→ **Work request**:
Show every line in the records below that contains the word "expected".

Stored data entries:
# # # # # # #

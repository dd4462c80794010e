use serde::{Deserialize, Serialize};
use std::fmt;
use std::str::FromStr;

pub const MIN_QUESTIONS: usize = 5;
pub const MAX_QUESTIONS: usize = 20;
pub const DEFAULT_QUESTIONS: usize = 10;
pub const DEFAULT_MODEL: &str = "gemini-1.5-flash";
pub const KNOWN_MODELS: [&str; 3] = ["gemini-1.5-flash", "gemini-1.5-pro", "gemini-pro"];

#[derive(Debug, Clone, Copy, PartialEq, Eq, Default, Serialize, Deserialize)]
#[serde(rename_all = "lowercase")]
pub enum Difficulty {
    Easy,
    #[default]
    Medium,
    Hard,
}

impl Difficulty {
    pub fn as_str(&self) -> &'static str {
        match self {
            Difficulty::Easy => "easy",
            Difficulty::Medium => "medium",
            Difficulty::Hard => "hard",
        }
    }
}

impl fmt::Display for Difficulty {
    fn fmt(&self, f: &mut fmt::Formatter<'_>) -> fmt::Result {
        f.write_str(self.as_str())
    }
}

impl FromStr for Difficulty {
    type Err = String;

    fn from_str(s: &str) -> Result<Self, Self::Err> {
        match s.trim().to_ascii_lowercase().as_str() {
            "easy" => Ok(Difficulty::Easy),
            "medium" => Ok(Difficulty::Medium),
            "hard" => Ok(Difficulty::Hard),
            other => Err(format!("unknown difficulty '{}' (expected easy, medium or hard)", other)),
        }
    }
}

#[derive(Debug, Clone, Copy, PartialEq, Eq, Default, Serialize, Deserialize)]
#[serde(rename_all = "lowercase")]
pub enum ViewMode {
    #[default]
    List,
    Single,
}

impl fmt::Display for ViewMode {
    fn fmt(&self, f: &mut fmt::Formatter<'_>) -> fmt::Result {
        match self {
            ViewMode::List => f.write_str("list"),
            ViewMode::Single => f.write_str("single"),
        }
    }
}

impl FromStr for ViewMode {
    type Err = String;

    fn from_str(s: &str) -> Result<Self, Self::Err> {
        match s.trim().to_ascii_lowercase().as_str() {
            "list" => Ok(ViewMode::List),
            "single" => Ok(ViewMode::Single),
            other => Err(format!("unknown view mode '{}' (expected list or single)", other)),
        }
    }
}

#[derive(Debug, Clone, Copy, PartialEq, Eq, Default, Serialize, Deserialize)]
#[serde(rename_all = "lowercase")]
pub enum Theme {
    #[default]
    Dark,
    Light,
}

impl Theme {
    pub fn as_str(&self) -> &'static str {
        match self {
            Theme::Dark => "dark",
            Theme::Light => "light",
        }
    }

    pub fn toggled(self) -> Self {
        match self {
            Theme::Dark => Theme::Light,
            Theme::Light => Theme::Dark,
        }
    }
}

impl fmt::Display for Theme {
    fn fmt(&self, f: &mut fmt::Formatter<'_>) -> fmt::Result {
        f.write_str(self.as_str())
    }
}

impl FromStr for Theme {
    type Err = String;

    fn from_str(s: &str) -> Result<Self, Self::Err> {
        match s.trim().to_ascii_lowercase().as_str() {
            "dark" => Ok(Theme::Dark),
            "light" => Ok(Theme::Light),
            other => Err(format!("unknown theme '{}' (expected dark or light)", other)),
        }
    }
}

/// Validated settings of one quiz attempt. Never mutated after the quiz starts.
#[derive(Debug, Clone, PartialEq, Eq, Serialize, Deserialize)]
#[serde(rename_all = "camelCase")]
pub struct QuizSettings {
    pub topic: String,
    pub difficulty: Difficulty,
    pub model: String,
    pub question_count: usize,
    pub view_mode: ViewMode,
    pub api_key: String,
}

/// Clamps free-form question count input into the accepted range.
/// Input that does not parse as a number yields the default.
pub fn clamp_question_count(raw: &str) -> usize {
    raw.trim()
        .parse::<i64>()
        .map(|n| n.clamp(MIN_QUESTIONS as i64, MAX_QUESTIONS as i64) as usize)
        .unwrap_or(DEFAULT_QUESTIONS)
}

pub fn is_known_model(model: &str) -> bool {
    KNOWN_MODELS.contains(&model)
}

# # # # # # #

→ **Solution for this task**:
            other => Err(format!("unknown difficulty '{}' (expected easy, medium or hard)", other)),
            other => Err(format!("unknown view mode '{}' (expected list or single)", other)),
            other => Err(format!("unknown theme '{}' (expected dark or light)", other)),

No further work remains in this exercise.